The answers of Greg Hewgill and icktoofay are true in every way, however I would like to go down a bit, abstract myself: let's see what actually happens according to the javascript specification.
Section 7.8.3 of the specification defines numeric literals. We can see the following:
DecimalLiteral :: DecimalIntegerLiteral . DecimalDigits(opt) ExponentPart(opt) . DecimalDigits ExponentPart(opt) DecimalIntegerLiteral ExponentPart(opt) DecimalIntegerLiteral :: 0 NonZeroDigit DecimalDigits(opt)
A DecimalLiteral , a number is a group of decimal digits, possibly followed by a period, possibly followed by other digits (which can be followed, for example, by the exponent e12 ). In other words, 42. is legal and is 42 , and 3e2 is 300 .
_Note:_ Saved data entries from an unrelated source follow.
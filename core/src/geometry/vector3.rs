//! 3-D Vectors

use crate::common::Float;
use std::ops::{Add, AddAssign, Mul, Neg, Sub, SubAssign};

/// A 3-D vector of `Float` values.
#[derive(Copy, Clone, Debug, Default, PartialEq)]
pub struct Vector3f {
    /// X-coordinate.
    pub x: Float,

    /// Y-coordinate.
    pub y: Float,

    /// Z-coordinate.
    pub z: Float,
}

/// A 3-D point. Points and vectors share representation; the alias
/// documents intent at the call site.
pub type Point3f = Vector3f;

impl Vector3f {
    /// Creates a new 3-D vector.
    ///
    /// * `x` - X-coordinate.
    /// * `y` - Y-coordinate.
    /// * `z` - Z-coordinate.
    pub const fn new(x: Float, y: Float, z: Float) -> Self {
        Self { x, y, z }
    }

    /// Creates a new 3-D zero vector.
    pub const fn zero() -> Self {
        Self::new(0.0, 0.0, 0.0)
    }

    /// Returns the dot product with another vector.
    ///
    /// * `other` - The other vector.
    pub fn dot(&self, other: &Self) -> Float {
        self.x * other.x + self.y * other.y + self.z * other.z
    }

    /// Returns the cross product with another vector.
    ///
    /// * `other` - The other vector.
    pub fn cross(&self, other: &Self) -> Self {
        Self::new(
            self.y * other.z - self.z * other.y,
            self.z * other.x - self.x * other.z,
            self.x * other.y - self.y * other.x,
        )
    }

    /// Reflects a direction `l` about the normal `n`.
    ///
    /// Both `n` and `l` point away from the surface; so does the result.
    ///
    /// * `n` - The surface normal.
    /// * `l` - The direction to reflect.
    pub fn reflect(n: &Self, l: &Self) -> Self {
        *n * (2.0 * n.dot(l)) - *l
    }

    /// Returns the square of the vector's length.
    pub fn length_squared(&self) -> Float {
        self.x * self.x + self.y * self.y + self.z * self.z
    }

    /// Returns the vector's length.
    pub fn length(&self) -> Float {
        self.length_squared().sqrt()
    }

    /// Returns the unit vector. The zero vector is returned unchanged
    /// rather than dividing by zero.
    pub fn normalize(&self) -> Self {
        let l = self.length();
        if l == 0.0 {
            *self
        } else {
            Self::new(self.x / l, self.y / l, self.z / l)
        }
    }
}

impl Add for Vector3f {
    type Output = Self;

    /// Adds the given vector.
    ///
    /// * `other` - The vector to add.
    fn add(self, other: Self) -> Self {
        Self::new(self.x + other.x, self.y + other.y, self.z + other.z)
    }
}

impl AddAssign for Vector3f {
    /// Adds the given vector.
    ///
    /// * `other` - The vector to add.
    fn add_assign(&mut self, other: Self) {
        *self = *self + other;
    }
}

impl Sub for Vector3f {
    type Output = Self;

    /// Subtracts the given vector.
    ///
    /// * `other` - The vector to subtract.
    fn sub(self, other: Self) -> Self {
        Self::new(self.x - other.x, self.y - other.y, self.z - other.z)
    }
}

impl SubAssign for Vector3f {
    /// Subtracts the given vector.
    ///
    /// * `other` - The vector to subtract.
    fn sub_assign(&mut self, other: Self) {
        *self = *self - other;
    }
}

impl Mul<Float> for Vector3f {
    type Output = Self;

    /// Scales the vector uniformly.
    ///
    /// * `f` - The scale factor.
    fn mul(self, f: Float) -> Self {
        Self::new(self.x * f, self.y * f, self.z * f)
    }
}

impl Neg for Vector3f {
    type Output = Self;

    /// Flips the sign of every coordinate.
    fn neg(self) -> Self {
        Self::new(-self.x, -self.y, -self.z)
    }
}
//! Samplers

use crate::common::{Float, TWO_PI};
use crate::geometry::Point2f;
use std::sync::Arc;

/// Errors reported by sample generation.
#[derive(Clone, Debug, PartialEq, Eq, thiserror::Error)]
pub enum SamplerError {
    /// The strategy stratifies a t×t grid and requires a perfect-square
    /// sample count.
    #[error("sample count {0} is not a perfect square")]
    NotPerfectSquare(usize),
}

/// Sampler trait provides common behavior for unit-square point-set
/// generators.
///
/// `generate` returns a fresh batch on every call rather than mutating
/// internal state, so a sampler can be shared freely across rendering
/// threads. Randomized strategies return a different batch each call;
/// low-discrepancy strategies are deterministic.
pub trait Sampler: Send + Sync {
    /// Generates `n` sample points inside `[0,1)²`.
    ///
    /// * `n` - Number of samples.
    fn generate(&self, n: usize) -> Result<Vec<Point2f>, SamplerError>;
}

/// Atomic reference counted `Sampler`.
pub type ArcSampler = Arc<dyn Sampler>;

/// Remaps unit-square samples onto a cosine-power-weighted hemisphere
/// parameterization, rewriting each `(u, v)` as `(φ, θ)` with
/// `φ = 2π·u` and `θ = acos((1−v)^{1/(e+1)})`.
///
/// * `samples` - Unit-square samples to remap.
/// * `e`       - Cosine-power exponent (1 gives cosine weighting).
pub fn map_to_hemisphere(samples: &[Point2f], e: Float) -> Vec<Point2f> {
    samples
        .iter()
        .map(|s| {
            let phi = TWO_PI * s.x;
            let theta = (1.0 - s.y).powf(1.0 / (e + 1.0)).acos();
            Point2f::new(phi, theta)
        })
        .collect()
}

#[cfg(test)]
mod tests {
    use super::*;
    use crate::common::PI;

    #[test]
    fn hemisphere_remap_ranges() {
        let samples = [
            Point2f::new(0.0, 0.0),
            Point2f::new(0.25, 0.5),
            Point2f::new(0.99, 0.99),
        ];
        for s in map_to_hemisphere(&samples, 1.0) {
            assert!((0.0..TWO_PI).contains(&s.x));
            assert!((0.0..=PI / 2.0 + 1e-4).contains(&s.y));
        }
    }

    #[test]
    fn hemisphere_remap_pole() {
        // v = 0 maps to the pole (θ = 0) for any exponent.
        let mapped = map_to_hemisphere(&[Point2f::new(0.0, 0.0)], 1.0);
        assert_eq!(mapped[0].y, 0.0);
    }
}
Please note that if we have a dot, we either expect that it will be followed by a larger number of digits / exhibitors, or nothing will follow. However, and this is an important part, the dot is part of the number. Keep this in mind when we move on to examining how the point operator, obj.prop , is obj.prop .
Section 11.2.1, Property Accessors, describes the notation of dots and brackets for member access:
MemberExpression . IdentifierName
CallExpression designed to call functions that we do not need. Please note that we are expecting MemberExpression (which may be DecimalLiteral - but don't take my word for it, look and make sure I'm right).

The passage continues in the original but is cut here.